No solo es relevante medir la desigualdad de renta, sino también la desigualdad del gasto en consumo.
Cuando hablamos de desigualdad, solemos referirnos a desigualdad de la renta: cuál es el grado de dispersión de los ingresos de una sociedad. En muchos países, la desigualdad de la renta lleva varias décadas aumentando: por ejemplo, en EEUU, a comienzos de los noventa, la renta después de impuestos del percentil 90 era seis veces superior a la del percentil 10; hoy, es más de siete veces superior.
Las mediciones de desigualdad de la renta sufren, sin embargo, de un problema fundamental: no tienen en cuenta que el bienestar de un individuo no depende esencialmente de los ingresos que percibe en este momento, sino de su acceso efectivo a los bienes y servicios que necesita para disfrutar de una buena vida; esto es, depende de su gasto. Evidentemente, el gasto sí depende en parte de la renta presente, pero solo en parte: las personas pueden gastar con cargo a su renta futura (endeudamiento) o con cargo a la renta que hayan acumulado en el pasado (ahorro). Verbigracia, una persona que posee una vivienda y un automóvil en propiedad (bienes de consumo duraderos) puede disfrutar de servicios de habitación o de transporte aun cuando su renta corriente haya desaparecido. Análogamente, una persona que ahorra la práctica totalidad de sus ingresos no está disfrutando hoy de un elevado tren de vida: tan solo está acumulando un patrimonio de cara al futuro.

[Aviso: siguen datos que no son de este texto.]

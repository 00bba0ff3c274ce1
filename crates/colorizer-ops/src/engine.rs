//! Frame transform engine.
//!
//! Reads every luma sample of a source frame, normalizes it through the
//! [`CutRange`], looks the index up in the palette and writes the color in
//! the destination layout.
//!
//! The format-dependent parts are chosen once per stream as a [`Kernel`];
//! the inner loop is generic over the sample reader and the color map, so
//! each pixel costs one integer normalization and one table read.
//!
//! With the `parallel` feature (default) destination rows are processed
//! with Rayon. Every pixel is independent, so the output does not depend on
//! scheduling.
//!
//! # Example
//!
//! ```rust
//! use colorizer_core::{VideoFormat, VideoFrame, VideoFrameMut, VideoInfo};
//! use colorizer_lut::{build_table, Preset};
//! use colorizer_ops::{engine, CutRange};
//!
//! let src_info = VideoInfo::new(VideoFormat::Gray8, 2, 1).unwrap();
//! let dst_info = VideoInfo::new(VideoFormat::Rgb, 2, 1).unwrap();
//! let pixels = [0u8, 255];
//! let mut out = [0u8; 6];
//!
//! let source = VideoFrame::from_packed(src_info, &pixels).unwrap();
//! let mut dest = VideoFrameMut::from_packed(dst_info, &mut out).unwrap();
//! engine::transform(&build_table(Preset::Jet), CutRange::new(0, 255), &source, &mut dest).unwrap();
//! assert_eq!(out, [0, 0, 128, 128, 0, 0]);
//! ```

use colorizer_core::{
    ColorLayout, Error as CoreError, LumaSample, VideoFrame, VideoFrameMut, VideoInfo,
};
use colorizer_lut::{ColorTable, Palette};
#[cfg(feature = "parallel")]
use rayon::prelude::*;
use tracing::trace;

use crate::{ColorizeError, ColorizeResult, CutRange};

/// Value written to alpha and filler bytes.
const OPAQUE: u8 = 0xFF;

/// Per-stream choice of sample reader and pixel writer.
#[derive(Debug, Clone, Copy, PartialEq, Eq)]
pub struct Kernel {
    sample: LumaSample,
    layout: ColorLayout,
}

impl Kernel {
    /// Selects the kernel for an input/output pair.
    ///
    /// Fails with `UnsupportedFormat` if the input is not a luma format, the
    /// output is not a color format, or the geometries differ.
    pub fn select(input: &VideoInfo, output: &VideoInfo) -> ColorizeResult<Self> {
        let sample = input.format.luma_sample().ok_or_else(|| {
            ColorizeError::UnsupportedFormat(format!("{} is not a luma input format", input.format))
        })?;
        let layout = output.format.color_layout().ok_or_else(|| {
            ColorizeError::UnsupportedFormat(format!(
                "{} is not a color output format",
                output.format
            ))
        })?;
        if !input.same_geometry(output) {
            return Err(CoreError::dimension_mismatch(input.dimensions(), output.dimensions()).into());
        }
        Ok(Self { sample, layout })
    }

    /// How luma samples are stored.
    #[inline]
    pub fn sample(&self) -> LumaSample {
        self.sample
    }

    /// Where colors are written.
    #[inline]
    pub fn layout(&self) -> ColorLayout {
        self.layout
    }
}

/// Reads one luma sample.
trait SampleRead {
    fn read(row: &[u8], x: usize) -> u16;
}

struct U8Samples;
struct U16LeSamples;
struct U16BeSamples;

impl SampleRead for U8Samples {
    #[inline(always)]
    fn read(row: &[u8], x: usize) -> u16 {
        row[x] as u16
    }
}

impl SampleRead for U16LeSamples {
    #[inline(always)]
    fn read(row: &[u8], x: usize) -> u16 {
        u16::from_le_bytes([row[2 * x], row[2 * x + 1]])
    }
}

impl SampleRead for U16BeSamples {
    #[inline(always)]
    fn read(row: &[u8], x: usize) -> u16 {
        u16::from_be_bytes([row[2 * x], row[2 * x + 1]])
    }
}

/// Maps one intensity to a color.
trait ColorMap: Sync {
    fn color(&self, v: u16) -> [u8; 3];
}

/// Identity preset: intensity scaled to 8 bits on every channel.
struct Passthrough {
    max: u32,
}

impl ColorMap for Passthrough {
    #[inline(always)]
    fn color(&self, v: u16) -> [u8; 3] {
        let g = (v as u32 * 255 / self.max) as u8;
        [g, g, g]
    }
}

struct TableLookup<'a> {
    table: &'a ColorTable,
    cut: CutRange,
}

impl ColorMap for TableLookup<'_> {
    #[inline(always)]
    fn color(&self, v: u16) -> [u8; 3] {
        self.table.get(self.cut.index(v))
    }
}

/// Transforms `source` into `dest`, selecting the kernel from the frames.
///
/// Use [`crate::Colorizer`] to negotiate once and reuse the kernel.
pub fn transform(
    palette: &Palette,
    cut: CutRange,
    source: &VideoFrame<'_>,
    dest: &mut VideoFrameMut<'_>,
) -> ColorizeResult<()> {
    let kernel = Kernel::select(source.info(), dest.info())?;
    apply(kernel, palette, cut, source, dest)
}

/// Runs `kernel` over a frame pair already known to match it.
pub(crate) fn apply(
    kernel: Kernel,
    palette: &Palette,
    cut: CutRange,
    source: &VideoFrame<'_>,
    dest: &mut VideoFrameMut<'_>,
) -> ColorizeResult<()> {
    if !source.info().same_geometry(dest.info()) {
        return Err(CoreError::dimension_mismatch(
            source.info().dimensions(),
            dest.info().dimensions(),
        )
        .into());
    }
    trace!(
        width = source.width(),
        height = source.height(),
        identity = palette.is_identity(),
        "colorize frame"
    );

    let max = kernel.sample.max_value();
    match palette {
        Palette::Identity => {
            let map = Passthrough { max: max as u32 };
            with_sample(kernel, &map, source, dest)
        }
        Palette::Mapped(table) => {
            let map = TableLookup {
                table,
                cut: cut.clamped(max),
            };
            with_sample(kernel, &map, source, dest)
        }
    }
}

fn with_sample<M: ColorMap>(
    kernel: Kernel,
    map: &M,
    source: &VideoFrame<'_>,
    dest: &mut VideoFrameMut<'_>,
) -> ColorizeResult<()> {
    match kernel.sample {
        LumaSample::U8 => write_frame::<U8Samples, M>(kernel.layout, map, source, dest),
        LumaSample::U16Le => write_frame::<U16LeSamples, M>(kernel.layout, map, source, dest),
        LumaSample::U16Be => write_frame::<U16BeSamples, M>(kernel.layout, map, source, dest),
    }
}

#[cfg(feature = "parallel")]
fn rows_mut(data: &mut [u8], stride: usize, height: usize) -> impl IndexedParallelIterator<Item = &mut [u8]> {
    data.par_chunks_mut(stride).take(height)
}

#[cfg(not(feature = "parallel"))]
fn rows_mut(data: &mut [u8], stride: usize, height: usize) -> impl Iterator<Item = &mut [u8]> {
    data.chunks_mut(stride).take(height)
}

fn write_frame<S: SampleRead, M: ColorMap>(
    layout: ColorLayout,
    map: &M,
    source: &VideoFrame<'_>,
    dest: &mut VideoFrameMut<'_>,
) -> ColorizeResult<()> {
    let width = source.width() as usize;
    let height = source.height() as usize;

    match layout {
        ColorLayout::Packed {
            pixel_stride,
            rgb: [ro, go, bo],
            fill,
        } => {
            let [plane] = dest.planes_mut() else {
                return Err(ColorizeError::InvalidFrame(
                    "packed output needs exactly one plane".into(),
                ));
            };
            let stride = plane.stride();
            rows_mut(plane.data_mut(), stride, height)
                .enumerate()
                .for_each(|(y, row)| {
                    let luma = source.row(0, y);
                    let pixels = row[..width * pixel_stride].chunks_exact_mut(pixel_stride);
                    for (x, px) in pixels.enumerate() {
                        let [r, g, b] = map.color(S::read(luma, x));
                        px[ro] = r;
                        px[go] = g;
                        px[bo] = b;
                        if let Some(f) = fill {
                            px[f] = OPAQUE;
                        }
                    }
                });
        }
        ColorLayout::PlanarGbr => {
            let [g_plane, b_plane, r_plane] = dest.planes_mut() else {
                return Err(ColorizeError::InvalidFrame(
                    "planar GBR output needs exactly three planes".into(),
                ));
            };
            let (gs, bs, rs) = (g_plane.stride(), b_plane.stride(), r_plane.stride());
            rows_mut(g_plane.data_mut(), gs, height)
                .zip(rows_mut(b_plane.data_mut(), bs, height))
                .zip(rows_mut(r_plane.data_mut(), rs, height))
                .enumerate()
                .for_each(|(y, ((g_row, b_row), r_row))| {
                    let luma = source.row(0, y);
                    for x in 0..width {
                        let [r, g, b] = map.color(S::read(luma, x));
                        g_row[x] = g;
                        b_row[x] = b;
                        r_row[x] = r;
                    }
                });
        }
    }
    Ok(())
}

#[cfg(test)]
mod tests {
    use super::*;
    use colorizer_core::VideoFormat;
    use colorizer_lut::{build_table, Preset};

    fn info(format: VideoFormat, w: u32, h: u32) -> VideoInfo {
        VideoInfo::new(format, w, h).unwrap()
    }

    fn run(
        preset: Preset,
        cut: CutRange,
        src_info: VideoInfo,
        src: &[u8],
        dst_format: VideoFormat,
    ) -> Vec<u8> {
        let dst_info = info(dst_format, src_info.width, src_info.height);
        let mut out = vec![0u8; dst_info.packed_size().unwrap()];
        let source = VideoFrame::from_packed(src_info, src).unwrap();
        let mut dest = VideoFrameMut::from_packed(dst_info, &mut out).unwrap();
        transform(&build_table(preset), cut, &source, &mut dest).unwrap();
        out
    }

    #[test]
    fn test_kernel_rejects_wrong_roles() {
        let gray = info(VideoFormat::Gray8, 4, 4);
        let rgb = info(VideoFormat::Rgb, 4, 4);
        assert!(Kernel::select(&gray, &rgb).is_ok());
        assert!(matches!(
            Kernel::select(&rgb, &gray),
            Err(ColorizeError::UnsupportedFormat(_))
        ));
        assert!(matches!(
            Kernel::select(&gray, &info(VideoFormat::Gray16Le, 4, 4)),
            Err(ColorizeError::UnsupportedFormat(_))
        ));
        assert!(matches!(
            Kernel::select(&gray, &info(VideoFormat::Rgb, 4, 2)),
            Err(ColorizeError::UnsupportedFormat(_))
        ));
    }

    #[test]
    fn test_jet_rgb_matches_table() {
        let table = build_table(Preset::Jet);
        let table = table.table().unwrap();
        let src = [0u8, 128, 200, 255];
        let out = run(
            Preset::Jet,
            CutRange::new(0, 255),
            info(VideoFormat::Gray8, 2, 2),
            &src,
            VideoFormat::Rgb,
        );
        for (i, v) in src.iter().enumerate() {
            assert_eq!(&out[i * 3..i * 3 + 3], &table.get(*v));
        }
    }

    #[test]
    fn test_channel_orders() {
        let jet = build_table(Preset::Jet);
        let [r, g, b] = jet.table().unwrap().get(0);
        let src = [0u8];
        let gray = info(VideoFormat::Gray8, 1, 1);
        let cut = CutRange::new(0, 255);

        assert_eq!(run(Preset::Jet, cut, gray, &src, VideoFormat::Bgr), [b, g, r]);
        assert_eq!(run(Preset::Jet, cut, gray, &src, VideoFormat::Rgba), [r, g, b, 255]);
        assert_eq!(run(Preset::Jet, cut, gray, &src, VideoFormat::Bgra), [b, g, r, 255]);
        assert_eq!(run(Preset::Jet, cut, gray, &src, VideoFormat::Argb), [255, r, g, b]);
        assert_eq!(run(Preset::Jet, cut, gray, &src, VideoFormat::Abgr), [255, b, g, r]);
        assert_eq!(run(Preset::Jet, cut, gray, &src, VideoFormat::Rgbx), [r, g, b, 255]);
        assert_eq!(run(Preset::Jet, cut, gray, &src, VideoFormat::Xbgr), [255, b, g, r]);
        assert_eq!(run(Preset::Jet, cut, gray, &src, VideoFormat::Gbrp), [g, b, r]);
    }

    #[test]
    fn test_16bit_sources_honor_byte_order() {
        let value: u16 = 0x1234;
        let le = value.to_le_bytes();
        let be = value.to_be_bytes();
        let cut = CutRange::default();

        let out_le = run(Preset::None, cut, info(VideoFormat::Gray16Le, 1, 1), &le, VideoFormat::Rgb);
        let out_be = run(Preset::None, cut, info(VideoFormat::Gray16Be, 1, 1), &be, VideoFormat::Rgb);
        let expected = (value as u32 * 255 / 65535) as u8;
        assert_eq!(out_le, [expected; 3]);
        assert_eq!(out_be, [expected; 3]);
    }

    #[test]
    fn test_16bit_cut_window() {
        let jet = build_table(Preset::Jet);
        let table = jet.table().unwrap();
        let src: Vec<u8> = [500u16, 1000, 1500, 2000, 9000]
            .iter()
            .flat_map(|v| v.to_le_bytes())
            .collect();
        let out = run(
            Preset::Jet,
            CutRange::new(1000, 2000),
            info(VideoFormat::Gray16Le, 5, 1),
            &src,
            VideoFormat::Rgb,
        );
        let expected: Vec<u8> = [0u8, 0, 127, 255, 255]
            .iter()
            .flat_map(|i| table.get(*i))
            .collect();
        assert_eq!(out, expected);
    }

    #[test]
    fn test_8bit_source_clamps_default_far_cut() {
        // far = 65535 would squash every 8-bit value to index 0 without clamping.
        let out = run(
            Preset::Jet,
            CutRange::default(),
            info(VideoFormat::Gray8, 1, 1),
            &[255],
            VideoFormat::Rgb,
        );
        assert_eq!(out, [128, 0, 0]);
    }

    #[test]
    fn test_i420_reads_luma_plane_only() {
        let src_info = info(VideoFormat::I420, 3, 1);
        // Y = [0, 128, 255], U and V = garbage.
        let src = [0u8, 128, 255, 77, 99, 11, 22];
        let out = run(Preset::None, CutRange::default(), src_info, &src, VideoFormat::Rgb);
        assert_eq!(out, [0, 0, 0, 128, 128, 128, 255, 255, 255]);
    }

    #[test]
    fn test_padding_left_untouched() {
        let src_info = info(VideoFormat::Gray8, 2, 2);
        let dst_info = info(VideoFormat::Rgb, 2, 2);
        let src = [10u8, 20, 0xAA, 30, 40];
        let mut out = [0xEEu8; 8 + 6];
        let source = VideoFrame::new(src_info, &[(&src[..], 3)]).unwrap();
        let mut dest = VideoFrameMut::new(dst_info, vec![(&mut out[..], 8)]).unwrap();
        transform(&Palette::Identity, CutRange::default(), &source, &mut dest).unwrap();
        assert_eq!(
            out,
            [10, 10, 10, 20, 20, 20, 0xEE, 0xEE, 30, 30, 30, 40, 40, 40]
        );
    }
}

Por eso, no solo es relevante medir la desigualdad de renta, sino también la desigualdad del gasto en consumo: a saber, cuáles son los diferenciales en la calidad de vida de los distintos ciudadanos que conforman una sociedad. De ahí que, hace algo más de un año, Ignacio Moncada y un servidor decidiéramos publicar un informe en el Instituto Juan de Mariana donde exponíamos que España era un país con una baja desigualdad en el consumo (incluso inferior a la de Finlandia) aun cuando, al mismo tiempo, fuera un país con una desigualdad de la renta media-alta dentro del contexto europeo. Asimismo, de manera mucho más reciente, los economistas Bruce Meyer y James Sullivan han estimado la evolución de la desigualdad en el gasto en consumo dentro de EEUU durante los últimos 50 años: y sus resultados son verdaderamente llamativos.
En primer lugar, la desigualdad del gasto en consumo es sustancialmente menor a la desigualdad de la renta. En concreto, el percentil 90 solo gasta 3,5 veces más que el percentil 10 (aun cuando disfrute de unos ingresos siete veces superiores).
Segundo, si bien la desigualdad de renta ha crecido significativamente desde finales de los setenta, la desigualdad del gasto en consumo se ha mantenido prácticamente plana. Dicho de otra forma, en las últimas cuatro décadas, el diferencial de ingresos entre los individuos que se hallan en la parte alta de la distribución de la renta y los individuos de la parte baja ha aumentado, pero, en cambio, el diferencial de gastos apenas lo ha hecho. Es más, resulta harto llamativo que, durante los últimos 10 años de crisis económica, la desigualdad del gasto en consumo se haya reducido al tiempo que la desigualdad de renta ha aumentado de forma notable (y se ha reducido como consecuencia de una moderación del consumo de las rentas altas, no de un incremento del gasto de las rentas bajas).
La razón detrás de la menor disparidad en el consumo reside probablemente en las diferentes inclinaciones a ahorrar: las rentas altas destinan un mayor porcentaje de sus ingresos a amasar un patrimonio, mientras que la capacidad de ahorro de las rentas bajas es mucho menor. Por eso, las primeras consumen relativamente menos de lo que ganan que las segundas. A su vez, la razón detrás de la dispar evolución de la desigualdad de consumo y de renta, especialmente durante los últimos 10 años, seguramente se halle en el efecto riqueza vinculado a la crisis económica: dado que las rentas altas poseen un patrimonio financiero más cuantioso que las rentas bajas, la depreciación de esos activos (sobre todo, bolsa e inmuebles) ha afectado sobreproporcionalmente al gasto en consumo de las rentas altas.
En definitiva, el estancamiento de la desigualdad de consumo nos está indicando que, por creciente que pueda ser la brecha de ingresos dentro de algunos países, los diferenciales en la calidad de vida de sus ciudadanos no se están multiplicando: ricos y pobres tienen acceso a cestas de la compra bastante similares (o, al menos, tan similares como lo eran hace 40 años) aun cuando sus ingresos no lo sean. La consigna de que las rentas altas viven cada vez mejor a costa de depauperar a las rentas bajas simplemente no casa con la realidad de los datos.